Aunque hay guerrillas maoístas en la India, una dictadura estalinista en Norcorea y una monarquía absoluta, hereditaria y revolucionaria en Cuba, sólo unos cuantos extremistas pretenden que el modelo marxista puede ser viable o lo fue alguna vez. El Partido Comunista Chino rinde pleitesía formal a Mao, pero para su desarrollo económico ha adoptado el más salvaje de los capitalismos. Inversamente, en Occidente al menos, sólo unos cuantos grupúsculos marginales proponen una vuelta a la teocracia, a los militarismos tiránicos o al nazifascismo. Por lo demás, ningún país occidental, ni siquiera Estados Unidos, ha renunciado a la necesidad de un Estado que modere, incluso severamente, la orientación individualista del mercado, y atienda con eficacia las demandas sociales, sobre todo las de los más necesitados. Purgada de los ismos totalitarios que desgarraron el siglo XX y sacrificaron a decenas de millones de personas concretas en el altar de principios abstractos, la civilización occidental se ha vuelto "centrista" y ha adoptado (incluso en ese polo excéntrico que es América Latina) un sistema democrático. Ese corrimiento también ha ocurrido en México, donde el mandato del ciudadano en las urnas ha sido proteger el centro. Por eso a ningún partido le dio la mayoría absoluta.
Pero el centro, en nuestro tiempo, no señala una equidistancia fija de los extremos ideológicos, rebasados y refutados por la historia. El centro es una franja de opinión que varía en puntos específicos sobre los que las personas pueden y deben dialogar, discrepar, negociar, pactar. Más que un "lugar" intelectual, el "centro" es una actitud, una disposición moderada y atenta, un espacio de tolerancia a las ideas ajenas, un sitio abierto y habitable donde los hombres se escuchan unos a otros, defienden con vehemencia sus puntos de vista, pero están dispuestos a modificarlos si el interlocutor esgrime datos objetivos y razones suficientes. (Un caso concreto: en las frenéticas discusiones de estos días en torno al supuesto fraude, se ha ido evaporando el elemento racional y empírico para dar paso a argumentos de fe; hace falta la operación inversa: pasar del mito a las razones comprobables.) El centro, por lo demás, no es infalible sino todo lo contrario: es humanamente falible, y por eso está normado por leyes que los protagonistas pueden cambiar pero no violar o subvertir. El centro, en suma, implica una cultura de la civilidad.

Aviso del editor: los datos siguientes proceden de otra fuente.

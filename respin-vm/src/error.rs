//! Rewriter error implementation.

use respin_asm::decode::DecodeError;
use respin_asm::encode::EncodeError;
use respin_asm::InstrKind;

use std::io;
use thiserror::Error;

/// Everything that can go wrong during a rewrite.
///
/// Errors are collected on the session log; `Rewriter::rewrite` reports
/// them by returning the original function address so the caller only
/// loses the specialization, never correctness.
#[derive(Debug, Error)]
pub enum RewriteError {
    /// The decoder reached bytes it cannot frame.
    #[error("cannot decode instruction: {0}")]
    Decode(#[from] DecodeError),
    /// An unclassified instruction had to be emulated.
    #[error("unsupported instruction {kind} at {addr:#x}")]
    Unsupported {
        /// Address of the offending instruction.
        addr: u64,
        /// Its decoded kind.
        kind: InstrKind,
    },
    /// A residual consumer needed a flag value the engine cannot
    /// re-materialize at run time.
    #[error("cannot materialize static flags for {kind} at {addr:#x}")]
    FlagMaterialization {
        /// Address of the consumer.
        addr: u64,
        /// Its decoded kind.
        kind: InstrKind,
    },
    /// The decoded-instruction arena is full.
    #[error("decoded instruction capacity exceeded ({0})")]
    DecodedInstrCapacity(usize),
    /// The decoded-block arena is full.
    #[error("decoded block capacity exceeded ({0})")]
    DecodedBlockCapacity(usize),
    /// The captured-instruction arena is full.
    #[error("captured instruction capacity exceeded ({0})")]
    CapturedInstrCapacity(usize),
    /// The captured-block arena is full.
    #[error("captured block capacity exceeded ({0})")]
    CapturedBlockCapacity(usize),
    /// Generated code does not fit the storage region.
    #[error("generated code exceeds capacity ({needed} > {capacity} bytes)")]
    CodeCapacity {
        /// Bytes the layout needed.
        needed: usize,
        /// Bytes available.
        capacity: usize,
    },
    /// An access fell outside the emulated stack.
    #[error("emulated stack access out of bounds at offset {offset:#x}")]
    StackBounds {
        /// Offset relative to the stack base.
        offset: i64,
    },
    /// The emulation step budget ran out (a statically-infinite loop).
    #[error("emulation step budget exhausted ({0} steps)")]
    StepBudget(usize),
    /// Re-encoding a captured instruction failed.
    #[error("cannot encode captured instruction: {0}")]
    Encode(#[from] EncodeError),
    /// Mapping executable memory failed.
    #[error("executable mapping failed: {0}")]
    Map(#[from] io::Error),
    /// `rewrite`/`emulate` was called before a target function was set.
    #[error("no target function configured")]
    NoFunction,
}

/// Result alias used across the crate.
pub type Result<T, E = RewriteError> = core::result::Result<T, E>;
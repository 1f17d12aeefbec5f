//! Stack frames: spills and reloads must carry taint byte-for-byte, and
//! captured frame setup must keep the runtime stack balanced.

#![cfg(target_arch = "x86_64")]

mod common;

use common::{call2, generated_bytes, Guest};

use respin_vm::Rewriter;

/// `long f(long x, long y)` that spills `x` through the frame:
///
/// ```text
/// push rbp
/// mov rbp, rsp
/// mov [rbp-8], rdi
/// mov rax, [rbp-8]
/// add rax, rsi
/// pop rbp
/// ret
/// ```
const SPILL: &[u8] = &[
    0x55, 0x48, 0x89, 0xe5, 0x48, 0x89, 0x7d, 0xf8, 0x48, 0x8b, 0x45, 0xf8, 0x48, 0x01, 0xf0,
    0x5d, 0xc3,
];

/// Identity through a `leave`-torn-down frame:
///
/// ```text
/// push rbp
/// mov rbp, rsp
/// sub rsp, 16
/// mov [rbp-16], rdi
/// mov rax, [rbp-16]
/// leave
/// ret
/// ```
const LEAVE_FRAME: &[u8] = &[
    0x55, 0x48, 0x89, 0xe5, 0x48, 0x83, 0xec, 0x10, 0x48, 0x89, 0x7d, 0xf0, 0x48, 0x8b, 0x45,
    0xf0, 0xc9, 0xc3,
];

#[test]
fn static_spill_reload_stays_static() {
    let guest = Guest::load(SPILL);
    let mut rw = Rewriter::for_func(guest.addr);
    rw.mark_static(0);
    let addr = rw.rewrite(&[30, 0]);
    assert!(rw.last_error().is_none(), "{:?}", rw.last_error());

    for y in [0u64, 12, 999] {
        assert_eq!(call2(addr, 30, y), 30 + y);
    }

    // The spill and reload both folded; no frame-relative load of the
    // spilled slot survives (0x8b with an rbp-based disp8).
    let bytes = generated_bytes(&rw);
    assert!(
        !bytes.windows(3).any(|w| w[0] == 0x8b && w[1] == 0x45),
        "reload survived in {bytes:x?}"
    );
}

#[test]
fn dynamic_spill_reload_roundtrips_through_the_real_stack() {
    let guest = Guest::load(SPILL);
    let mut rw = Rewriter::for_func(guest.addr);
    let addr = rw.rewrite(&[0, 0]);
    assert!(rw.last_error().is_none(), "{:?}", rw.last_error());

    for (x, y) in [(1u64, 2u64), (u64::MAX, 1), (123456, 654321)] {
        assert_eq!(call2(addr, x, y), call2(guest.addr, x, y));
    }
}

#[test]
fn leave_restores_the_frame() {
    let guest = Guest::load(LEAVE_FRAME);

    // Dynamic argument: the value must survive the spill/reload across
    // the generated frame.
    let mut rw = Rewriter::for_func(guest.addr);
    let addr = rw.rewrite(&[0, 0]);
    assert!(rw.last_error().is_none(), "{:?}", rw.last_error());
    for x in [0u64, 7, u64::MAX / 3] {
        assert_eq!(call2(addr, x, 0), x);
    }

    // Static argument: the reload folds and only the frame plumbing
    // remains.
    let mut rw2 = Rewriter::for_func(guest.addr);
    rw2.mark_static(0);
    let addr2 = rw2.rewrite(&[41, 0]);
    assert!(rw2.last_error().is_none(), "{:?}", rw2.last_error());
    assert_eq!(call2(addr2, 41, 0), 41);
}

#[test]
fn partial_overwrite_of_a_spilled_slot_poisons_the_reload() {
    // Spill x, overwrite one byte of the slot with a dynamic value, then
    // reload the full slot. The reload must stay in the generated code.
    //
    //   push rbp
    //   mov rbp, rsp
    //   mov [rbp-8], rdi      ; spill x (static)
    //   mov [rbp-8], sil      ; clobber low byte with y's low byte
    //   mov rax, [rbp-8]      ; reload mixes static and dynamic bytes
    //   pop rbp
    //   ret
    const MIXED: &[u8] = &[
        0x55, 0x48, 0x89, 0xe5, 0x48, 0x89, 0x7d, 0xf8, 0x40, 0x88, 0x75, 0xf8, 0x48, 0x8b,
        0x45, 0xf8, 0x5d, 0xc3,
    ];
    let guest = Guest::load(MIXED);
    let mut rw = Rewriter::for_func(guest.addr);
    rw.mark_static(0);
    let addr = rw.rewrite(&[0x1122334455667788, 0]);
    assert!(rw.last_error().is_none(), "{:?}", rw.last_error());

    for y in [0u64, 0xaa, 0xff] {
        let expected = (0x1122334455667788u64 & !0xff) | (y & 0xff);
        assert_eq!(call2(addr, 0x1122334455667788, y), expected, "y = {y}");
    }
}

En México necesitamos recobrar el centro perdido. El PAN no podrá esgrimir un programa de ortodoxia económica liberal, ni mezclar la religión con la política (el PRD lo ha copiado en fechas recientes), ni aferrarse a sus rancias actitudes de intolerancia moral. El PRI (que en sus mejores momentos representó una posición de centro, aunque manchada por la corrupción y el clientelismo) tendrá que reconstruirse, recobrando sus raíces perdidas de liberalismo político y responsabilidad social. Pero el problema mayor lo tiene el PRD y la coalición que lo acompaña. Para converger hacia el centro, tanto en pensamiento como en actitud, sus miembros tendrán que convertirse en "traidores", en el sentido en que el escritor israelí Amos Oz refiere en su libro Cómo curar a un fanático:
Traidor es aquel que cambia ante los ojos de quien no puede cambiar, de quien no quiere cambiar, de quien odia cambiar, de quien no concibe cambiar... A los ojos de un fanático, traidor es cualquiera que cambie. Hay que escoger -y no es fácil hacerlo- entre volverse un traidor o volverse un fanático. En cierto sentido, no ser un fanático significa, hasta cierto punto, ser un traidor a los ojos de un fanático.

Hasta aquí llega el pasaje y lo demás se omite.